Nine courses! Annie tried to imagine staying interested in food that long. She tipped him two dollars for squeezing the huge trunk, valise and hatbox into her stateroom.

  His jaw opened so far that his huge mustache fell into his mouth. He studied the two single bills as if nobody had ever tipped him so much. In 1898, for all she knew, that was a week’s pay. Had she made a major mistake, marking herself out as a woman who didn’t even know how to count money? Or had she made a close friend?

  The porter assured her that anything she wanted, anything at all, she was just to raise a finger and she would have it.

  She summoned appropriate speech for a lady. “I shall ring if I require assistance.” That sounded more 1898 than “Hey, great, okay.” She shut the door on him and then let herself sag with the relief of being alone and safe.

  How sturdy, and how lovely, the lock was. The polished brass was inscribed with the steamship’s initials, a flaring ornate plaque with curlicued handles. Everything was sumptuous. The cab driver had certainly obeyed Devonny’s instructions to do this first class. First class in America a hundred years later was not half so first class.

  Dinner, therefore, was a shock.

  Ladies traveling alone were segregated.

  In a back corner of the two-hundred-foot salon was a table whose flowers were wilted and whose cloth was stained. The women who were unescorted by men were served last, and the food was cold. Nobody complained.

  Annie’s mother was ferocious in restaurants. If she didn’t get good service, Mrs. Lockwood whipped her waiter verbally, explaining that she was paying serious money for this meal, and they’d better provide seriously good service along with seriously good food, got it? (People got it.)

  The women around Annie were ashamed of themselves, and did not attempt conversation, because what value could any other single woman have? Most were in black; black was as fashionable now as it was for her mother, a hundred years later.

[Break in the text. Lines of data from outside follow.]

//! The outbound HTTP capability consumed by units.
//!
//! Units only see [`HttpTransport`]; tests substitute a scripted implementation and production
//! uses [`ReqwestTransport`].

use crate::config::HttpClientConfig;
use crate::error::HttpToolsError;
use crate::request::RequestSpec;
use crate::safety::{OutboundPolicy, redact_url, sanitize_reqwest_error};
use async_trait::async_trait;
use base64::Engine as _;
use mime::Mime;
use reqwest::Client;
use serde_json::{Value, json};
use std::time::Duration;
use thiserror::Error;
use tracing::debug;
use url::Url;

/// A failed call: network error, policy rejection or non-2xx status.
#[derive(Debug, Clone, PartialEq, Error)]
#[error("{message}")]
pub struct TransportError {
    pub message: String,
    pub status_code: Option<u16>,
    /// Parsed upstream body, when the server answered.
    pub response: Option<Value>,
}

impl TransportError {
    pub fn new(message: impl Into<String>) -> Self {
        Self {
            message: message.into(),
            status_code: None,
            response: None,
        }
    }

    #[must_use]
    pub fn with_response(mut self, status_code: u16, response: Value) -> Self {
        self.status_code = Some(status_code);
        self.response = Some(response);
        self
    }
}

impl From<reqwest::Error> for TransportError {
    fn from(value: reqwest::Error) -> Self {
        Self {
            message: sanitize_reqwest_error(&value),
            status_code: value.status().map(|s| s.as_u16()),
            response: None,
        }
    }
}

/// Perform one JSON request and return the parsed body.
#[async_trait]
pub trait HttpTransport: Send + Sync {
    async fn perform(&self, request: &RequestSpec) -> Result<Value, TransportError>;
}

#[derive(Debug, Clone)]
pub struct ReqwestTransport {
    client: Client,
    timeout: Option<Duration>,
    policy: OutboundPolicy,
}

impl ReqwestTransport {
    /// # Errors
    ///
    /// Returns a configuration error if the HTTP client cannot be built.
    pub fn new(cfg: &HttpClientConfig) -> Result<Self, HttpToolsError> {
        let policy = OutboundPolicy::from_config(cfg);
        let redirect = if policy.follow_redirects {
            reqwest::redirect::Policy::limited(10)
        } else {
            reqwest::redirect::Policy::none()
        };
        let client = Client::builder().redirect(redirect).build().map_err(|e| {
            HttpToolsError::config(format!(
                "failed to build HTTP client: {}",
                sanitize_reqwest_error(&e)
            ))
        })?;

        Ok(Self {
            client,
            timeout: cfg.timeout(),
            policy,
        })
    }
}

#[async_trait]
impl HttpTransport for ReqwestTransport {
    async fn perform(&self, request: &RequestSpec) -> Result<Value, TransportError> {
        let mut url = Url::parse(&request.url)
            .map_err(|e| TransportError::new(format!("Invalid URL: {e}")))?;
        if !request.query.is_empty() {
            let mut pairs = url.query_pairs_mut();
            for p in &request.query {
                pairs.append_pair(&p.key, &p.value);
            }
        }
        self.policy.check_url(&url)?;

        debug!(method = %request.method, url = %redact_url(&url), "performing request");

        let mut builder = self.client.request(request.method.clone(), url);
        for (key, value) in &request.headers {
            builder = builder.header(key, value);
        }
        if let Some(body) = &request.body {
            builder = builder.json(body);
        }
        if let Some(t) = self.timeout {
            builder = builder.timeout(t);
        }

        let response = builder.send().await?;
        let status = response.status();
        let content_type = response
            .headers()
            .get(reqwest::header::CONTENT_TYPE)
            .and_then(|v| v.to_str().ok())
            .map(str::to_string);
        let bytes =
            read_response_body_limited_bytes(response, self.policy.max_response_bytes).await?;
        let body = decode_body(&bytes, content_type.as_deref());

        if status.is_success() {
            return Ok(body);
        }

        let code = status.as_u16();
        let reason = status.canonical_reason().unwrap_or("Unknown");
        Err(TransportError::new(format!("API returned {code} {reason}")).with_response(code, body))
    }
}

async fn read_response_body_limited_bytes(
    mut response: reqwest::Response,
    max_bytes: Option<usize>,
) -> Result<Vec<u8>, TransportError> {
    let Some(max) = max_bytes else {
        let bytes = response.bytes().await?;
        return Ok(bytes.to_vec());
    };

    if let Some(len) = response.content_length()
        && len > max as u64
    {
        return Err(TransportError::new(format!(
            "Response too large: {len} bytes (limit {max})"
        )));
    }

    let mut out: Vec<u8> = Vec::new();
    while let Some(chunk) = response.chunk().await? {
        if out.len().saturating_add(chunk.len()) > max {
            return Err(TransportError::new(format!(
                "Response too large: exceeded {max} bytes"
            )));
        }
        out.extend_from_slice(&chunk);
    }

    Ok(out)
}

/// JSON bodies are parsed, other text is kept as a string, binary is wrapped as base64.
fn decode_body(bytes: &[u8], content_type: Option<&str>) -> Value {
    if bytes.is_empty() {
        return Value::Null;
    }

    let Ok(text) = std::str::from_utf8(bytes) else {
        let b64 = base64::engine::general_purpose::STANDARD.encode(bytes);
        return json!({
            "encoding": "base64",
            "mimeType": content_type,
            "data": b64
        });
    };

    let mime = content_type.and_then(|ct| ct.parse::<Mime>().ok());
    let try_json = match &mime {
        None => true,
        Some(m) => m.subtype() == mime::JSON || m.suffix() == Some(mime::JSON),
    };

    if try_json && let Ok(v) = serde_json::from_str::<Value>(text) {
        return v;
    }
    Value::String(text.to_string())
}

#[cfg(test)]
mod tests {
    use super::*;
    use crate::request::{ArgumentBinding, RequestTemplate};
    use axum::Router;
    use axum::body::Bytes;
    use axum::http::{HeaderMap, Method, StatusCode, Uri};
    use axum::routing::{any, get};
    use serde_json::Map;
    use std::collections::HashSet;
    use tokio::net::TcpListener;

    async fn echo_handler(method: Method, uri: Uri, headers: HeaderMap, body: Bytes) -> axum::Json<Value> {
        let body: Value = serde_json::from_slice(&body).unwrap_or(Value::Null);
        axum::Json(json!({
            "method": method.as_str(),
            "path": uri.path(),
            "query": uri.query().unwrap_or(""),
            "accept": headers.get("accept").and_then(|v| v.to_str().ok()),
            "body": body,
        }))
    }

    async fn spawn_server() -> (String, tokio::sync::oneshot::Sender<()>) {
        let app = Router::new()
            .route(
                "/missing",
                get(|| async { (StatusCode::NOT_FOUND, axum::Json(json!({ "detail": "nope" }))) }),
            )
            .route("/text", get(|| async { "plain words" }))
            .route("/{*path}", any(echo_handler));
        let listener = TcpListener::bind("127.0.0.1:0").await.expect("bind");
        let addr = listener.local_addr().expect("local_addr");
        let (shutdown_tx, shutdown_rx) = tokio::sync::oneshot::channel::<()>();
        let server = axum::serve(listener, app).with_graceful_shutdown(async move {
            let _ = shutdown_rx.await;
        });
        tokio::spawn(async move { server.await });
        (format!("http://{addr}"), shutdown_tx)
    }

    fn args(v: Value) -> Map<String, Value> {
        v.as_object().cloned().expect("object")
    }

    #[tokio::test]
    async fn get_sends_query_and_headers() {
        let (base, shutdown) = spawn_server().await;
        let transport = ReqwestTransport::new(&HttpClientConfig::default()).expect("transport");

        let spec = RequestTemplate::new(reqwest::Method::GET, format!("{base}/search"))
            .header("accept", "application/json")
            .bind(ArgumentBinding::filter("query"))
            .bind(ArgumentBinding::filter("limit").query_as("k"))
            .resolve(&args(json!({ "query": "q 1", "limit": 3 })))
            .expect("resolve");

        let echoed = transport.perform(&spec).await.expect("perform");
        assert_eq!(echoed["method"], "GET");
        assert_eq!(echoed["path"], "/search");
        assert_eq!(echoed["accept"], "application/json");
        let query: Vec<(String, String)> =
            url::form_urlencoded::parse(echoed["query"].as_str().unwrap_or("").as_bytes())
                .into_owned()
                .collect();
        assert_eq!(
            query,
            vec![
                ("query".to_string(), "q 1".to_string()),
                ("k".to_string(), "3".to_string())
            ]
        );

        let _ = shutdown.send(());
    }

    #[tokio::test]
    async fn post_sends_json_body() {
        let (base, shutdown) = spawn_server().await;
        let transport = ReqwestTransport::new(&HttpClientConfig::default()).expect("transport");

        let spec = RequestTemplate::new(reqwest::Method::POST, format!("{base}/docs"))
            .bind(ArgumentBinding::filter("documentName"))
            .resolve(&args(json!({ "documentName": "Report 2023" })))
            .expect("resolve");

        let echoed = transport.perform(&spec).await.expect("perform");
        assert_eq!(echoed["method"], "POST");
        assert_eq!(echoed["body"], json!({ "documentName": "Report 2023" }));

        let _ = shutdown.send(());
    }

    #[tokio::test]
    async fn non_success_status_carries_code_and_body() {
        let (base, shutdown) = spawn_server().await;
        let transport = ReqwestTransport::new(&HttpClientConfig::default()).expect("transport");

        let spec = RequestTemplate::new(reqwest::Method::GET, format!("{base}/missing"))
            .resolve(&Map::new())
            .expect("resolve");
        let err = transport.perform(&spec).await.unwrap_err();
        assert_eq!(err.status_code, Some(404));
        assert_eq!(err.response, Some(json!({ "detail": "nope" })));
        assert!(err.message.contains("404"));

        let _ = shutdown.send(());
    }

    #[tokio::test]
    async fn plain_text_body_is_kept_as_string() {
        let (base, shutdown) = spawn_server().await;
        let transport = ReqwestTransport::new(&HttpClientConfig::default()).expect("transport");

        let spec = RequestTemplate::new(reqwest::Method::GET, format!("{base}/text"))
            .resolve(&Map::new())
            .expect("resolve");
        let body = transport.perform(&spec).await.expect("perform");
        assert_eq!(body, json!("plain words"));

        let _ = shutdown.send(());
    }

    #[tokio::test]
    async fn response_limit_is_enforced() {
        let (base, shutdown) = spawn_server().await;
        let cfg = HttpClientConfig {
            max_response_bytes: Some(8),
            ..HttpClientConfig::default()
        };
        let transport = ReqwestTransport::new(&cfg).expect("transport");

        let spec = RequestTemplate::new(reqwest::Method::GET, format!("{base}/anything"))
            .resolve(&Map::new())
            .expect("resolve");
        let err = transport.perform(&spec).await.unwrap_err();
        assert!(err.message.contains("Response too large"));

        let _ = shutdown.send(());
    }

    #[tokio::test]
    async fn disallowed_host_is_rejected_before_sending() {
        let cfg = HttpClientConfig {
            allowed_hosts: Some(HashSet::from(["api.example.com".to_string()])),
            ..HttpClientConfig::default()
        };
        let transport = ReqwestTransport::new(&cfg).expect("transport");
        let spec = RequestTemplate::new(reqwest::Method::GET, "http://127.0.0.1:9/x")
            .resolve(&Map::new())
            .expect("resolve");
        let err = transport.perform(&spec).await.unwrap_err();
        assert!(err.message.contains("not in allowlist"));
        assert_eq!(err.status_code, None);
    }

    #[test]
    fn decode_body_handles_binary_and_empty() {
        assert_eq!(decode_body(b"", None), Value::Null);
        let v = decode_body(&[0xff, 0xfe], Some("application/octet-stream"));
        assert_eq!(v["encoding"], "base64");
        assert_eq!(decode_body(b"{\"a\":1}", Some("application/json; charset=utf-8")), json!({ "a": 1 }));
        assert_eq!(decode_body(b"<p>1</p>", Some("text/html")), json!("<p>1</p>"));
    }
}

  Annie tried to get comfortable, but her clothing was not intended for relaxation. The corset Schmidt had pulled so tight was intended to keep Annie’s spine vertical and her waist thin and her kidneys shoved up against her lungs. She had so much sleeve she could hardly manage her fork over the plate. Of course, that kept down the amount of food she could eat and made her waist even thinner.

  “What a shame,” said Annie brightly, “that the weather is so ugly. I would love to stand on deck and see New York State go by.”

  They looked at her expressionlessly.

  “You’d be disappointed. There’s nothing to see,” said a woman wearing a ruby-red gown, a wine-red shawl and a rusty orange scarf. Perhaps she was unescorted because she was dangerously color-blind.

  “Where are you all headed?” Annie asked.

  The women busied themselves with their unappetizing plates.

  “I’m going to a place called Evergreen,” Annie added.

  Their eyebrows rose in concert. A row of thin noses swiveled toward her, and a woman in black shifted her plates and glasses over, creating space, as if Annie carried a fatal illness. “And who,” said the woman, “is in Evergreen? Surely no one related to you.”

  Annie had no cover story prepared.

  Their pale faces, free of makeup and compassion, were like old cloth dolls. Their cheeks sagged and their hair was limp. They were nothing; nobody treated them as anything; and yet Annie was afraid of them. If she needed help, it would not come from people who knew what kind of patient went to Evergreen.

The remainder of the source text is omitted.